> _Task statement_
Scan the lines below and report each one containing "clap" by copying it.

> _Records for the exercise_
....
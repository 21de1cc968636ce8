// src/main.rs

use anyhow::Result;
use clap::{Parser, Subcommand};
use dpkg_catalog::{Catalog, PackageRecord, ScanOptions};
use tracing::info;

#[derive(Parser)]
#[command(name = "dpkg-catalog")]
#[command(author, version, about = "Browse installed Debian packages and their dependencies", long_about = None)]
struct Cli {
    /// Control file to read (plain, gzip, xz or zstd)
    #[arg(short, long, global = true, default_value = "/var/lib/dpkg/status")]
    status: String,

    /// Keep a final record that is not followed by a blank line
    #[arg(long, global = true)]
    flush_trailing: bool,

    #[command(subcommand)]
    command: Option<Commands>,
}

#[derive(Subcommand)]
enum Commands {
    /// List installed packages
    List {
        /// Only packages no other package depends on
        #[arg(long, conflicts_with = "missing")]
        orphans: bool,
        /// List dependency names with no installed package instead
        #[arg(long)]
        missing: bool,
    },
    /// Show one package with its dependencies and reverse dependencies
    Show {
        /// Package name
        package_name: String,
    },
    /// Export the whole catalog as JSON
    Export {
        /// Pretty-print the JSON output
        #[arg(short, long)]
        pretty: bool,
    },
}

fn render_package(record: &PackageRecord) {
    println!("Package: {}", record.name());
    println!("  Version: {}", record.version());
    println!("  Architecture: {}", record.architecture());
    println!("  Maintainer: {}", record.maintainer());
    println!("  Description: {}", record.simple_description());
    for line in record.extended_description() {
        if line.is_empty() {
            println!();
        } else {
            println!("    {}", line);
        }
    }

    println!("  Depends:");
    if record.dependencies().is_empty() {
        println!("    (none)");
    }
    for (name, resolved) in record.dependencies() {
        let marker = if *resolved { "installed" } else { "not installed" };
        println!("    {} [{}]", name, marker);
    }

    println!("  Required by:");
    if record.reverse_dependencies().is_empty() {
        println!("    (none)");
    }
    for name in record.reverse_dependencies().keys() {
        println!("    {}", name);
    }
}

fn main() -> Result<()> {
    // Initialize tracing subscriber for logging
    tracing_subscriber::fmt()
        .with_writer(std::io::stderr)
        .with_env_filter(
            tracing_subscriber::EnvFilter::try_from_default_env()
                .unwrap_or_else(|_| tracing_subscriber::EnvFilter::new("info")),
        )
        .init();

    let cli = Cli::parse();

    let Some(command) = cli.command else {
        // No command provided, show help
        println!("dpkg-catalog v{}", env!("CARGO_PKG_VERSION"));
        println!("Run 'dpkg-catalog --help' for usage information");
        return Ok(());
    };

    info!("Reading package status from: {}", cli.status);
    let options = ScanOptions {
        flush_trailing_record: cli.flush_trailing,
    };
    let catalog = Catalog::load_with(&cli.status, options)?;

    match command {
        Commands::List { orphans, missing } => {
            if missing {
                let missing = catalog.missing_dependencies();
                for (name, dependents) in &missing {
                    println!("{} (needed by {})", name, dependents.join(", "));
                }
                println!("\nTotal: {} missing dependency name(s)", missing.len());
                return Ok(());
            }

            let records = if orphans {
                catalog.orphans()
            } else {
                catalog.iter().collect()
            };
            for record in &records {
                println!(
                    "  {} {} [{}]",
                    record.name(),
                    record.version(),
                    record.architecture()
                );
            }
            println!("\nTotal: {} package(s)", records.len());
            Ok(())
        }
        Commands::Show { package_name } => {
            let record = catalog
                .get(&package_name)
                .ok_or_else(|| anyhow::anyhow!("Package '{}' is not installed", package_name))?;
            render_package(record);
            Ok(())
        }
        Commands::Export { pretty } => {
            let json = if pretty {
                serde_json::to_string_pretty(&catalog)?
            } else {
                serde_json::to_string(&catalog)?
            };
            println!("{}", json);
            Ok(())
        }
    }
}

#[cfg(test)]
mod tests {
    use super::*;
    use clap::CommandFactory;

    #[test]
    fn test_cli_definition() {
        Cli::command().debug_assert();
    }

    #[test]
    fn test_default_status_path() {
        let cli = Cli::try_parse_from(["dpkg-catalog", "list"]).unwrap();
        assert_eq!(cli.status, "/var/lib/dpkg/status");
        assert!(!cli.flush_trailing);
        assert!(matches!(
            cli.command,
            Some(Commands::List {
                orphans: false,
                missing: false
            })
        ));
    }

    #[test]
    fn test_global_options_after_subcommand() {
        let cli = Cli::try_parse_from([
            "dpkg-catalog",
            "show",
            "bash",
            "--status",
            "/tmp/status",
            "--flush-trailing",
        ])
        .unwrap();
        assert_eq!(cli.status, "/tmp/status");
        assert!(cli.flush_trailing);
        assert!(matches!(
            cli.command,
            Some(Commands::Show { package_name }) if package_name == "bash"
        ));
    }

    #[test]
    fn test_orphans_conflicts_with_missing() {
        let result = Cli::try_parse_from(["dpkg-catalog", "list", "--orphans", "--missing"]);
        assert!(result.is_err());
    }
}
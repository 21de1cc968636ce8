// src/control/depends.rs

//! `Depends:` field splitting

/// Split a `Depends:` value into bare package names
///
/// Commas and pipes are both treated as separators, so alternatives
/// (`a | b`) come out as independent candidates. Version constraints are cut
/// at the first `(`. Order and duplicates are preserved; empty fragments are
/// skipped.
///
/// Format: "libc6 (>= 2.14), debconf (>= 0.5) | debconf-2.0"
pub fn split_depends(value: &str) -> Vec<String> {
    value
        .split([',', '|'])
        .map(|fragment| {
            let name = match fragment.find('(') {
                Some(paren_pos) => &fragment[..paren_pos],
                None => fragment,
            };
            name.trim()
        })
        .filter(|name| !name.is_empty())
        .map(str::to_string)
        .collect()
}

#[cfg(test)]
mod tests {
    use super::*;

    #[test]
    fn test_split_versions_and_alternatives() {
        let deps = split_depends("libc6 (>= 2.14), debconf (>= 0.5) | debconf-2.0");
        assert_eq!(deps, vec!["libc6", "debconf", "debconf-2.0"]);
    }

    #[test]
    fn test_split_plain_list() {
        let deps = split_depends("bash, coreutils,zlib1g");
        assert_eq!(deps, vec!["bash", "coreutils", "zlib1g"]);
    }

    #[test]
    fn test_duplicates_preserved() {
        let deps = split_depends("perl (>= 5.10) | perl (<< 6)");
        assert_eq!(deps, vec!["perl", "perl"]);
    }

    #[test]
    fn test_empty_fragments_skipped() {
        assert!(split_depends("").is_empty());
        assert!(split_depends("  ").is_empty());
        assert_eq!(split_depends("a,, b |"), vec!["a", "b"]);
    }

    #[test]
    fn test_constraint_without_space() {
        let deps = split_depends("libssl3(>= 3.0.0)");
        assert_eq!(deps, vec!["libssl3"]);
    }
}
....
> _Exercise answer_
use clap::{Parser, Subcommand};
    use clap::CommandFactory;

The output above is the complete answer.